INCONTRO IMPOSSIBILE AL PARCO DI PINOCCHIO di Pietro Paolo Capriolo

«Signor Giuseppe, che poi sarebbe il suo vero nome, benvenuto al nostro incontro. Le ho dato appuntamento qui nella frazione Collodi del comune di Pescia (Pistoia) dove il suo ideatore trascorse buona parte della sua infanzia. Diversamente non saprei dove collocarla sia nello spazio e sia nel tempo».

«A sentirmi chiamare Giuseppe proprio non sono abituato. Per tutti io sono Geppetto, preceduto da mastro, un titolo che mi definisce come artigiano. Ho un nome proprio alterato, diminutivo, vezzeggiativo o roba simile, sa non ho fatto grandi studi linguistici…»

«Veramente avrebbe anche un soprannome che la fa imbestialire: Polendina, con la D alla vecchia maniera toscana, per via della parrucca gialla».

«Per carità, non si permetta pure lei come i ragazzi del paese!»

«Però, per par condicio, anche l’altro falegname della storia ha un bell’epiteto: mastro Ciliegia, a causa del naso sempre rosso per il troppo vino e questo è un soprannome meritato, mentre camuffare la calvizie con una parrucca giovanile no. Semmai è un po’ patetico, non le pare?»

«Patetico sì, come un po’ tutta la figura che ci faccio nella storia a cominciare dalla mia caratterizzazione. Il Lorenzini mi ha creato così povero che persino il fuoco e la pentola nel caminetto sono dipinti. Vivo d’illusioni e son costretto a scaldarmi con un braciere che poi carbonizzerà i piedi del mio sventurato figliolo nel sonno».

«Dev’essere proprio stato in preda alla disperazione quando decise d’andarsene in giro per il mondo a guadagnarsi il pane ed un bicchier di vino servendosi d’un burattino di legno ancora però da costruire e senza averne la materia prima».

«Già, proprio così e che vergogna dover mendicare un pezzo di legno grezzo da quell’altro falegname che sentiva una vocina preoccupante in casa propria, tanto che fu ben disposto a regalarmi quanto richiestogli, purché lo liberassi della causa del suo spavento».

«E, sempre per colpa della strana creatura lì rinchiusa, ve le siete date di santa ragione. Conosco la storia. Piuttosto, parlando con la segretaria dell’Agenzia delle Interviste Impossibili, ci chiedevamo se l’impulso ad abbandonare il paesello le sia venuto dalla vista del girovago Mangiafoco che, come è descritto poche pagine oltre, aveva messo su baracca e burattini – eh, è proprio il caso di dirlo!-  allestendo sulla piazza il suo teatro delle marionette. A differenza dell’opinione della signora, io sostengo che a quell’epoca doveva essere un mestiere alquanto redditizio.

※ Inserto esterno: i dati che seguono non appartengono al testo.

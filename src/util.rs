use sha2::Digest;

pub fn sha256_hex(bytes: &[u8]) -> String {
    let mut hasher = sha2::Sha256::new();
    hasher.update(bytes);
    format!("{:x}", hasher.finalize())
}

pub fn truncate_string(text: &str, max_bytes: usize) -> String {
    if text.len() <= max_bytes {
        return text.to_string();
    }
    let mut truncated = String::new();
    for ch in text.chars() {
        if truncated.len() + ch.len_utf8() > max_bytes {
            break;
        }
        truncated.push(ch);
    }
    truncated
}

Lo deduco dal fatto che abbia voluto regalarle, benché non la conoscesse nemmeno, ben cinque zecchini d’oro, quelli che poi furono occasione di ulteriori sventure per Pinocchio».

«Ne avrei fatto buon uso, non certo spendendone subito uno per la cena ed il pernottamento nell’osteria del Gambero Rosso con il gatto e la volpe. Piuttosto che possedere un solo burattino, avrei potuto allestire una mia piccola compagnia di marionette…»

«Scusi se la interrompo, ma siamo in molti a domandarcelo: Pinocchio è un burattino – sa è lui stesso a definirsi così sul finale della storia – oppure una marionetta? Le marionette di Mangiafoco, ad esempio Pulcinella e Arlecchino lo chiamano “fratello”; eppure, queste per muoversi hanno bisogno dei fili. La sua creatura invece è animata di vita propria».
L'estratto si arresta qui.